- **Records for the task**:
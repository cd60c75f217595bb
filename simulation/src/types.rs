//! Core types for the Epinet simulation
//!
//! Models a population of numbered individuals (0..N-1) connected by an
//! undirected contact network, each carrying an SIR health status.

use serde::{Deserialize, Serialize};

/// Unique identifier for a node in the contact network (0..N-1)
#[derive(Debug, Clone, Copy, PartialEq, Eq, PartialOrd, Ord, Hash, Serialize, Deserialize)]
#[serde(transparent)]
pub struct NodeId(pub usize);

impl NodeId {
    /// Position of this node in arena-backed storage
    pub fn index(self) -> usize {
        self.0
    }

    /// All node IDs for a population of the given size
    pub fn range(population: usize) -> impl Iterator<Item = NodeId> {
        (0..population).map(NodeId)
    }
}

impl std::fmt::Display for NodeId {
    fn fmt(&self, f: &mut std::fmt::Formatter<'_>) -> std::fmt::Result {
        write!(f, "#{}", self.0)
    }
}

impl From<usize> for NodeId {
    fn from(value: usize) -> Self {
        Self(value)
    }
}

/// Health status of an individual
///
/// The derived ordering follows the only permitted direction of travel:
/// `Susceptible < Infected < Recovered`.
#[derive(Debug, Clone, Copy, PartialEq, Eq, PartialOrd, Ord, Hash, Serialize, Deserialize)]
pub enum HealthStatus {
    Susceptible,
    Infected,
    Recovered,
}

impl HealthStatus {
    /// Every status, in progression order
    pub const ALL: [HealthStatus; 3] = [
        HealthStatus::Susceptible,
        HealthStatus::Infected,
        HealthStatus::Recovered,
    ];

    /// Single-letter code used in compact output (S, I, R)
    pub fn code(self) -> char {
        match self {
            HealthStatus::Susceptible => 'S',
            HealthStatus::Infected => 'I',
            HealthStatus::Recovered => 'R',
        }
    }
}

impl std::fmt::Display for HealthStatus {
    fn fmt(&self, f: &mut std::fmt::Formatter<'_>) -> std::fmt::Result {
        let name = match self {
            HealthStatus::Susceptible => "Susceptible",
            HealthStatus::Infected => "Infected",
            HealthStatus::Recovered => "Recovered",
        };
        f.write_str(name)
    }
}

/// Number of individuals in each health status
#[derive(Debug, Clone, Copy, Default, PartialEq, Eq, Serialize, Deserialize)]
pub struct StatusCounts {
    pub susceptible: usize,
    pub infected: usize,
    pub recovered: usize,
}

impl StatusCounts {
    /// Tally a slice of statuses
    pub fn tally(statuses: &[HealthStatus]) -> Self {
        let mut counts = Self::default();
        for status in statuses {
            *counts.get_mut(*status) += 1;
        }
        counts
    }

    /// Count for one status
    pub fn get(&self, status: HealthStatus) -> usize {
        match status {
            HealthStatus::Susceptible => self.susceptible,
            HealthStatus::Infected => self.infected,
            HealthStatus::Recovered => self.recovered,
        }
    }

    pub(crate) fn get_mut(&mut self, status: HealthStatus) -> &mut usize {
        match status {
            HealthStatus::Susceptible => &mut self.susceptible,
            HealthStatus::Infected => &mut self.infected,
            HealthStatus::Recovered => &mut self.recovered,
        }
    }

    /// Total population covered by these counts
    pub fn total(&self) -> usize {
        self.susceptible + self.infected + self.recovered
    }
}

#[cfg(test)]
mod tests {
    use super::*;

    #[test]
    fn test_status_ordering_follows_progression() {
        assert!(HealthStatus::Susceptible < HealthStatus::Infected);
        assert!(HealthStatus::Infected < HealthStatus::Recovered);
        assert_eq!(HealthStatus::ALL.iter().max(), Some(&HealthStatus::Recovered));
    }

    #[test]
    fn test_node_range() {
        let nodes: Vec<NodeId> = NodeId::range(3).collect();
        assert_eq!(nodes, vec![NodeId(0), NodeId(1), NodeId(2)]);
        assert_eq!(nodes[2].index(), 2);
        assert_eq!(nodes[1].to_string(), "#1");
    }

    #[test]
    fn test_tally() {
        use HealthStatus::*;
        let counts = StatusCounts::tally(&[Susceptible, Infected, Infected, Recovered, Susceptible]);
        assert_eq!(counts.susceptible, 2);
        assert_eq!(counts.infected, 2);
        assert_eq!(counts.recovered, 1);
        assert_eq!(counts.total(), 5);
        assert_eq!(counts.get(Infected), 2);
    }
}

- **Exercise description**: What is needed is an exact, complete copy of the entries above.

- **Answer box**:
repository cd60c75f217595bb
filename simulation/src/types.rs
//! Core types for the Epinet simulation
//!
//! Models a population of numbered individuals (0..N-1) connected by an
//! undirected contact network, each carrying an SIR health status.

use serde::{Deserialize, Serialize};

/// Unique identifier for a node in the contact network (0..N-1)
#[derive(Debug, Clone, Copy, PartialEq, Eq, PartialOrd, Ord, Hash, Serialize, Deserialize)]
#[serde(transparent)]
pub struct NodeId(pub usize);

impl NodeId {
    /// Position of this node in arena-backed storage
    pub fn index(self) -> usize {
        self.0
    }

    /// All node IDs for a population of the given size
    pub fn range(population: usize) -> impl Iterator<Item = NodeId> {
        (0..population).map(NodeId)
    }
}

impl std::fmt::Display for NodeId {
    fn fmt(&self, f: &mut std::fmt::Formatter<'_>) -> std::fmt::Result {
        write!(f, "#{}", self.0)
    }
}

impl From<usize> for NodeId {
    fn from(value: usize) -> Self {
        Self(value)
    }
}

/// Health status of an individual
///
/// The derived ordering follows the only permitted direction of travel:
/// `Susceptible < Infected < Recovered`.
#[derive(Debug, Clone, Copy, PartialEq, Eq, PartialOrd, Ord, Hash, Serialize, Deserialize)]
pub enum HealthStatus {
    Susceptible,
    Infected,
    Recovered,
}

impl HealthStatus {
    /// Every status, in progression order
    pub const ALL: [HealthStatus; 3] = [
        HealthStatus::Susceptible,
        HealthStatus::Infected,
        HealthStatus::Recovered,
    ];

    /// Single-letter code used in compact output (S, I, R)
    pub fn code(self) -> char {
        match self {
            HealthStatus::Susceptible => 'S',
            HealthStatus::Infected => 'I',
            HealthStatus::Recovered => 'R',
        }
    }
}

impl std::fmt::Display for HealthStatus {
    fn fmt(&self, f: &mut std::fmt::Formatter<'_>) -> std::fmt::Result {
        let name = match self {
            HealthStatus::Susceptible => "Susceptible",
            HealthStatus::Infected => "Infected",
            HealthStatus::Recovered => "Recovered",
        };
        f.write_str(name)
    }
}

/// Number of individuals in each health status
#[derive(Debug, Clone, Copy, Default, PartialEq, Eq, Serialize, Deserialize)]
pub struct StatusCounts {
    pub susceptible: usize,
    pub infected: usize,
    pub recovered: usize,
}

impl StatusCounts {
    /// Tally a slice of statuses
    pub fn tally(statuses: &[HealthStatus]) -> Self {
        let mut counts = Self::default();
        for status in statuses {
            *counts.get_mut(*status) += 1;
        }
        counts
    }

    /// Count for one status
    pub fn get(&self, status: HealthStatus) -> usize {
        match status {
            HealthStatus::Susceptible => self.susceptible,
            HealthStatus::Infected => self.infected,
            HealthStatus::Recovered => self.recovered,
        }
    }

    pub(crate) fn get_mut(&mut self, status: HealthStatus) -> &mut usize {
        match status {
            HealthStatus::Susceptible => &mut self.susceptible,
            HealthStatus::Infected => &mut self.infected,
            HealthStatus::Recovered => &mut self.recovered,
        }
    }

    /// Total population covered by these counts
    pub fn total(&self) -> usize {
        self.susceptible + self.infected + self.recovered
    }
}

#[cfg(test)]
mod tests {
    use super::*;

    #[test]
    fn test_status_ordering_follows_progression() {
        assert!(HealthStatus::Susceptible < HealthStatus::Infected);
        assert!(HealthStatus::Infected < HealthStatus::Recovered);
        assert_eq!(HealthStatus::ALL.iter().max(), Some(&HealthStatus::Recovered));
    }

    #[test]
    fn test_node_range() {
        let nodes: Vec<NodeId> = NodeId::range(3).collect();
        assert_eq!(nodes, vec![NodeId(0), NodeId(1), NodeId(2)]);
        assert_eq!(nodes[2].index(), 2);
        assert_eq!(nodes[1].to_string(), "#1");
    }

    #[test]
    fn test_tally() {
        use HealthStatus::*;
        let counts = StatusCounts::tally(&[Susceptible, Infected, Infected, Recovered, Susceptible]);
        assert_eq!(counts.susceptible, 2);
        assert_eq!(counts.infected, 2);
        assert_eq!(counts.recovered, 1);
        assert_eq!(counts.total(), 5);
        assert_eq!(counts.get(Infected), 2);
    }
}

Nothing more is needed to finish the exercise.